(Collected data entries)
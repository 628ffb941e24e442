//! Error taxonomy shared between caller and callee.
//!
//! Three kinds travel over the wire: LOGIC (caller-attributable, e.g. a
//! request that fails schema validation), FATAL (engine-attributable, e.g.
//! an RPC timeout) and ETC (the receive-side bucket for anything that cannot
//! be rehydrated into a known kind). The serialised form is [`ErrorShape`];
//! the in-process form is [`RpcError`].

use serde::{Deserialize, Serialize};
use serde_json::Value;

/// Error kind discriminator, as it appears in the wire `errorType` field.
#[derive(Debug, Clone, Copy, PartialEq, Eq, Hash, Serialize, Deserialize)]
pub enum ErrorKind {
    #[serde(rename = "LOGIC")]
    Logic,
    #[serde(rename = "FATAL")]
    Fatal,
    #[serde(rename = "ETC")]
    Etc,
}

impl ErrorKind {
    /// Returns the wire tag of this kind.
    #[must_use]
    pub const fn as_str(self) -> &'static str {
        match self {
            Self::Logic => "LOGIC",
            Self::Fatal => "FATAL",
            Self::Etc => "ETC",
        }
    }

    /// Default error name for this kind.
    #[must_use]
    pub const fn default_name(self) -> &'static str {
        match self {
            Self::Logic => "LogicError",
            Self::Fatal => "FatalError",
            Self::Etc => "ETCError",
        }
    }

    const fn code_base(self) -> u32 {
        match self {
            Self::Logic => 10000,
            Self::Fatal => 20000,
            Self::Etc => 30000,
        }
    }
}

impl std::fmt::Display for ErrorKind {
    fn fmt(&self, f: &mut std::fmt::Formatter<'_>) -> std::fmt::Result {
        f.write_str(self.as_str())
    }
}

/// Logic error codes raised by the engine.
#[derive(Debug, Clone, Copy, PartialEq, Eq, Hash)]
pub enum LogicCode {
    /// Request or response failed schema validation.
    WrongParameterSchema,
}

impl LogicCode {
    #[must_use]
    pub const fn number(self) -> u32 {
        match self {
            Self::WrongParameterSchema => 2,
        }
    }

    #[must_use]
    pub const fn key(self) -> &'static str {
        match self {
            Self::WrongParameterSchema => "L0002_WRONG_PARAMETER_SCHEMA",
        }
    }

    #[must_use]
    pub const fn status(self) -> u16 {
        match self {
            Self::WrongParameterSchema => 400,
        }
    }
}

/// Fatal error codes raised by the engine.
#[derive(Debug, Clone, Copy, PartialEq, Eq, Hash)]
pub enum FatalCode {
    /// Caller-side wait timeout: no reply arrived in time.
    RpcTimeout,
    /// Callee-side execution timeout: hooks + handler overran.
    RpcExecTimeout,
    /// Request arrived without a `replyTo` property.
    MissingReplyTo,
}

impl FatalCode {
    #[must_use]
    pub const fn number(self) -> u32 {
        match self {
            Self::RpcTimeout => 23,
            Self::RpcExecTimeout => 24,
            Self::MissingReplyTo => 26,
        }
    }

    #[must_use]
    pub const fn key(self) -> &'static str {
        match self {
            Self::RpcTimeout => "F0023_RPC_TIMEOUT",
            Self::RpcExecTimeout => "F0024_RPC_EXEC_TIMEOUT",
            Self::MissingReplyTo => "F0026_MISSING_REPLY_TO",
        }
    }

    #[must_use]
    pub const fn status(self) -> u16 {
        match self {
            Self::RpcTimeout => 504,
            Self::RpcExecTimeout => 500,
            Self::MissingReplyTo => 500,
        }
    }
}

/// ETC error codes raised by the engine.
#[derive(Debug, Clone, Copy, PartialEq, Eq, Hash)]
pub enum EtcCode {
    /// Reply payload that could not be parsed.
    UndecodableResponse,
}

impl EtcCode {
    #[must_use]
    pub const fn number(self) -> u32 {
        match self {
            Self::UndecodableResponse => 1,
        }
    }

    #[must_use]
    pub const fn key(self) -> &'static str {
        match self {
            Self::UndecodableResponse => "E0001_UNDECODABLE_RESPONSE",
        }
    }

    #[must_use]
    pub const fn status(self) -> u16 {
        match self {
            Self::UndecodableResponse => 500,
        }
    }
}

/// A typed RPC error, as thrown by handlers and observed by callers.
///
/// Carries a machine-readable `error_number`/`error_key` pair, an
/// HTTP-aligned `status_code`, and an `occurred_in` stamp naming the service
/// where the error was raised.
#[derive(Debug, Clone)]
pub struct RpcError {
    pub kind: ErrorKind,
    pub name: String,
    pub message: String,
    pub stack: String,
    pub error_number: u32,
    pub error_key: String,
    pub error_code: u32,
    pub debug_msg: String,
    pub status_code: u16,
    pub occurred_in: String,
    pub extra: Value,
}

impl RpcError {
    fn new(
        kind: ErrorKind,
        number: u32,
        key: impl Into<String>,
        status: u16,
        message: impl Into<String>,
    ) -> Self {
        let name = kind.default_name().to_owned();
        let message = message.into();
        let stack = format!("{name}: {message}");
        Self {
            kind,
            name,
            message,
            stack,
            error_number: number,
            error_key: key.into(),
            error_code: kind.code_base() + number,
            debug_msg: String::new(),
            status_code: status,
            occurred_in: String::new(),
            extra: Value::Null,
        }
    }

    /// Creates a logic error from a known code.
    #[must_use]
    pub fn logic(code: LogicCode, message: impl Into<String>) -> Self {
        Self::new(
            ErrorKind::Logic,
            code.number(),
            code.key(),
            code.status(),
            message,
        )
    }

    /// Creates a fatal error from a known code.
    #[must_use]
    pub fn fatal(code: FatalCode, message: impl Into<String>) -> Self {
        Self::new(
            ErrorKind::Fatal,
            code.number(),
            code.key(),
            code.status(),
            message,
        )
    }

    /// Creates an ETC error from a known code.
    #[must_use]
    pub fn etc(code: EtcCode, message: impl Into<String>) -> Self {
        Self::new(
            ErrorKind::Etc,
            code.number(),
            code.key(),
            code.status(),
            message,
        )
    }

    /// Creates an ETC error with an explicit name, used when wrapping
    /// foreign failures that carry no island error code.
    #[must_use]
    pub fn etc_named(name: impl Into<String>, message: impl Into<String>) -> Self {
        let mut err = Self::new(ErrorKind::Etc, 0, "E0000_UNKNOWN", 500, message);
        err.name = name.into();
        err.stack = format!("{}: {}", err.name, err.message);
        err
    }

    /// Overrides the status code.
    #[must_use]
    pub fn with_status(mut self, status: u16) -> Self {
        self.status_code = status;
        self
    }

    /// Attaches extra diagnostic payload.
    #[must_use]
    pub fn with_extra(mut self, extra: Value) -> Self {
        self.extra = extra;
        self
    }

    /// Attaches a debug message.
    #[must_use]
    pub fn with_debug_msg(mut self, debug_msg: impl Into<String>) -> Self {
        self.debug_msg = debug_msg.into();
        self
    }
}

impl std::fmt::Display for RpcError {
    fn fmt(&self, f: &mut std::fmt::Formatter<'_>) -> std::fmt::Result {
        write!(
            f,
            "[{}] {}: {}",
            self.kind, self.error_key, self.message
        )
    }
}

impl std::error::Error for RpcError {}

/// Wire form of a failure body.
///
/// Field names follow the fixed payload format, hence camelCase on the wire.
/// Every field defaults so that partially populated bodies from older peers
/// still rehydrate.
#[derive(Debug, Clone, Default, Serialize, Deserialize, PartialEq)]
#[serde(rename_all = "camelCase", default)]
pub struct ErrorShape {
    pub name: String,
    pub message: String,
    pub stack: String,
    pub error_type: String,
    pub error_number: u32,
    pub error_key: String,
    pub error_code: u32,
    pub debug_msg: String,
    pub status_code: u16,
    pub occurred_in: String,
    pub extra: Value,
}

impl ErrorShape {
    /// Serialises an [`RpcError`] for the wire, stamping `occurredIn` with
    /// the originating service unless the error already carries one.
    #[must_use]
    pub fn from_error(err: &RpcError, occurred_in: &str) -> Self {
        let occurred_in = if err.occurred_in.is_empty() {
            occurred_in.to_owned()
        } else {
            err.occurred_in.clone()
        };
        Self {
            name: err.name.clone(),
            message: err.message.clone(),
            stack: err.stack.clone(),
            error_type: err.kind.as_str().to_owned(),
            error_number: err.error_number,
            error_key: err.error_key.clone(),
            error_code: err.error_code,
            debug_msg: err.debug_msg.clone(),
            status_code: err.status_code,
            occurred_in,
            extra: err.extra.clone(),
        }
    }

    /// Rehydrates a typed error from the wire form.
    ///
    /// `LOGIC` and `FATAL` map onto their kinds; anything else becomes a
    /// generic ETC error named `ETCError`. `statusCode`, `stack`, `extra`
    /// and `occurredIn` are always copied through.
    #[must_use]
    pub fn into_error(self) -> RpcError {
        let (kind, name) = match self.error_type.as_str() {
            "LOGIC" => (ErrorKind::Logic, self.name),
            "FATAL" => (ErrorKind::Fatal, self.name),
            _ => (ErrorKind::Etc, "ETCError".to_owned()),
        };
        RpcError {
            kind,
            name,
            message: self.message,
            stack: self.stack,
            error_number: self.error_number,
            error_key: self.error_key,
            error_code: self.error_code,
            debug_msg: self.debug_msg,
            status_code: self.status_code,
            occurred_in: self.occurred_in,
            extra: self.extra,
        }
    }
}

*What is needed*: Beginning with the line that has "let name = kind.default_name().to_owned();" and ending with the line that has "pub fn with_extra(mut", set down the lines above exactly and include no others.

*Exercise solution*:
        let name = kind.default_name().to_owned();
        let message = message.into();
        let stack = format!("{name}: {message}");
        Self {
            kind,
            name,
            message,
            stack,
            error_number: number,
            error_key: key.into(),
            error_code: kind.code_base() + number,
            debug_msg: String::new(),
            status_code: status,
            occurred_in: String::new(),
            extra: Value::Null,
        }
    }

    /// Creates a logic error from a known code.
    #[must_use]
    pub fn logic(code: LogicCode, message: impl Into<String>) -> Self {
        Self::new(
            ErrorKind::Logic,
            code.number(),
            code.key(),
            code.status(),
            message,
        )
    }

    /// Creates a fatal error from a known code.
    #[must_use]
    pub fn fatal(code: FatalCode, message: impl Into<String>) -> Self {
        Self::new(
            ErrorKind::Fatal,
            code.number(),
            code.key(),
            code.status(),
            message,
        )
    }

    /// Creates an ETC error from a known code.
    #[must_use]
    pub fn etc(code: EtcCode, message: impl Into<String>) -> Self {
        Self::new(
            ErrorKind::Etc,
            code.number(),
            code.key(),
            code.status(),
            message,
        )
    }

    /// Creates an ETC error with an explicit name, used when wrapping
    /// foreign failures that carry no island error code.
    #[must_use]
    pub fn etc_named(name: impl Into<String>, message: impl Into<String>) -> Self {
        let mut err = Self::new(ErrorKind::Etc, 0, "E0000_UNKNOWN", 500, message);
        err.name = name.into();
        err.stack = format!("{}: {}", err.name, err.message);
        err
    }

    /// Overrides the status code.
    #[must_use]
    pub fn with_status(mut self, status: u16) -> Self {
        self.status_code = status;
        self
    }

    /// Attaches extra diagnostic payload.
    #[must_use]
    pub fn with_extra(mut self, extra: Value) -> Self {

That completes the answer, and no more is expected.